▶ **Task requirements**
Give back all of the data exactly.

▶ **Provided records**
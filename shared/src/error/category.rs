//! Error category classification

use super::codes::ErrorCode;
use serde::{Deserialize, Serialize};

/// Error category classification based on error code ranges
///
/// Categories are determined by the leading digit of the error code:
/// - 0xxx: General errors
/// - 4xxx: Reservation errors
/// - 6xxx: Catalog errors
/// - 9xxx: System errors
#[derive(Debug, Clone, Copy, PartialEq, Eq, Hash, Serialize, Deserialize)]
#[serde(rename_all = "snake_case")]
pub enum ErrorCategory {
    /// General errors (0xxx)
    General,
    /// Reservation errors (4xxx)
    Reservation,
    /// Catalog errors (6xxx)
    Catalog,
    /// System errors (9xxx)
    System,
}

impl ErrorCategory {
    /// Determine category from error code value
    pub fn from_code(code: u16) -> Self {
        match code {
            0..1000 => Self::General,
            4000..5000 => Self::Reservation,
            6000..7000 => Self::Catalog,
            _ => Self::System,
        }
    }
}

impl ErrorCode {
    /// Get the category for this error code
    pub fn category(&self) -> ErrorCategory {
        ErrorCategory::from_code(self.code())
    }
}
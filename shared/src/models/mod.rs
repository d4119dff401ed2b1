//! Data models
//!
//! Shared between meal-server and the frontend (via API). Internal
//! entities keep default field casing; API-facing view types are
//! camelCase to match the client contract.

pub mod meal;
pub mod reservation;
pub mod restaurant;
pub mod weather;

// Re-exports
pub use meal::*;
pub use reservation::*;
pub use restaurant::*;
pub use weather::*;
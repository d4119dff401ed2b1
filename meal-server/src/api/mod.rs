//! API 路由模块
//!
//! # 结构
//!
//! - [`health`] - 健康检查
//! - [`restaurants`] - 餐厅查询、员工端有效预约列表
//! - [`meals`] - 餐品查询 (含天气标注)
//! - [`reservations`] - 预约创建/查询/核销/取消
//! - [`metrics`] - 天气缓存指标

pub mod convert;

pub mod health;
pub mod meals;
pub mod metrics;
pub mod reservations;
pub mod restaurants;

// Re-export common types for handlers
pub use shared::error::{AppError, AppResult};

▶ **Solution below**
filename shared/src/error/category.rs
//! Error category classification

use super::codes::ErrorCode;
use serde::{Deserialize, Serialize};

/// Error category classification based on error code ranges
///
/// Categories are determined by the leading digit of the error code:
/// - 0xxx: General errors
/// - 4xxx: Reservation errors
/// - 6xxx: Catalog errors
/// - 9xxx: System errors
#[derive(Debug, Clone, Copy, PartialEq, Eq, Hash, Serialize, Deserialize)]
#[serde(rename_all = "snake_case")]
pub enum ErrorCategory {
    /// General errors (0xxx)
    General,
    /// Reservation errors (4xxx)
    Reservation,
    /// Catalog errors (6xxx)
    Catalog,
    /// System errors (9xxx)
    System,
}

impl ErrorCategory {
    /// Determine category from error code value
    pub fn from_code(code: u16) -> Self {
        match code {
            0..1000 => Self::General,
            4000..5000 => Self::Reservation,
            6000..7000 => Self::Catalog,
            _ => Self::System,
        }
    }
}

impl ErrorCode {
    /// Get the category for this error code
    pub fn category(&self) -> ErrorCategory {
        ErrorCategory::from_code(self.code())
    }
}
filename shared/src/models/mod.rs
repository d4119dff401ed2b1
//! Data models
//!
//! Shared between meal-server and the frontend (via API). Internal
//! entities keep default field casing; API-facing view types are
//! camelCase to match the client contract.

pub mod meal;
pub mod reservation;
pub mod restaurant;
pub mod weather;

// Re-exports
pub use meal::*;
pub use reservation::*;
pub use restaurant::*;
pub use weather::*;
repository d4119dff401ed2b1
filename meal-server/src/api/mod.rs
//! API 路由模块
//!
//! # 结构
//!
//! - [`health`] - 健康检查
//! - [`restaurants`] - 餐厅查询、员工端有效预约列表
//! - [`meals`] - 餐品查询 (含天气标注)
//! - [`reservations`] - 预约创建/查询/核销/取消
//! - [`metrics`] - 天气缓存指标

pub mod convert;

pub mod health;
pub mod meals;
pub mod metrics;
pub mod reservations;
pub mod restaurants;

// Re-export common types for handlers
pub use shared::error::{AppError, AppResult};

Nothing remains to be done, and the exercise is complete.